MADISON, Wis. (AP) — A gap between the percentage of teachers of color and the percentage of students of color in Wisconsin grew over the last 10 years as student diversity increased, according to a report released Tuesday by the Wisconsin Policy Forum.
The state’s teacher workforce has remained overwhelmingly white, according to the study, Wisconsin Public Radio reported. During the last decade, the number of students of color in public schools increased by 28%, while the number of teachers of color increased by just 22.5%, the study found.
Anne Chapman, the Wisconsin Policy Forum researcher who authored the report, said that pattern holds true for rural areas, suburban districts and towns, as well as the state’s larger cities.

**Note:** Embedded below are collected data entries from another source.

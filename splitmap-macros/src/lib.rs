//! Embeds a compiled keymap into a keyboard crate. See [configure_keymap!].
extern crate proc_macro;

mod build;

/// Compile a keymap conf file, relative to the calling crate's manifest directory, and define
/// the constants needed to run it:
///
/// `LAYOUT_MAPPING`, `ROW_COUNT`, `COL_COUNT`, `LAYOUT_MAX`, `REPORT_BUFFER_SIZE`,
/// `KEYBOARD_NAME` and `LAYER_NAMES`.
///
/// With no argument `keymap.conf` is used. Compile errors in the conf file are reported as Rust
/// compile errors.
#[proc_macro]
pub fn configure_keymap(input: proc_macro::TokenStream) -> proc_macro::TokenStream {
    build::configure_keymap(proc_macro2::TokenStream::from(input)).into()
}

The gap between the demographics of students and their teachers vary by district, as well as by race. Black students make up just over 9% of K-12 students, compared with about 2% of teachers. Both the population of Latino teachers and students over the past decade has doubled, but the gap between them widened each year — with Latinos currently making up 12.3% of students, and 2% of teachers.
Chapman pointed to research that shows that having a more diverse teaching and administrative staff is good not just for Black and brown students, but also for white students.
“It is important for white children to see people of color as being knowledgeable and authoritative,” said Gloria Ladson-Billings, a teacher educator who most recently was on the faculty at the University of Wisconsin-Madison. “The stuff we are seeing happening in our streets today is, I think, a direct result of young white people saying, ‘I was never really taught to value these people’s lives.’”
Chapman said subsequent reports will dig deeper into the reasons for the persistent racial gap between student and teacher populations.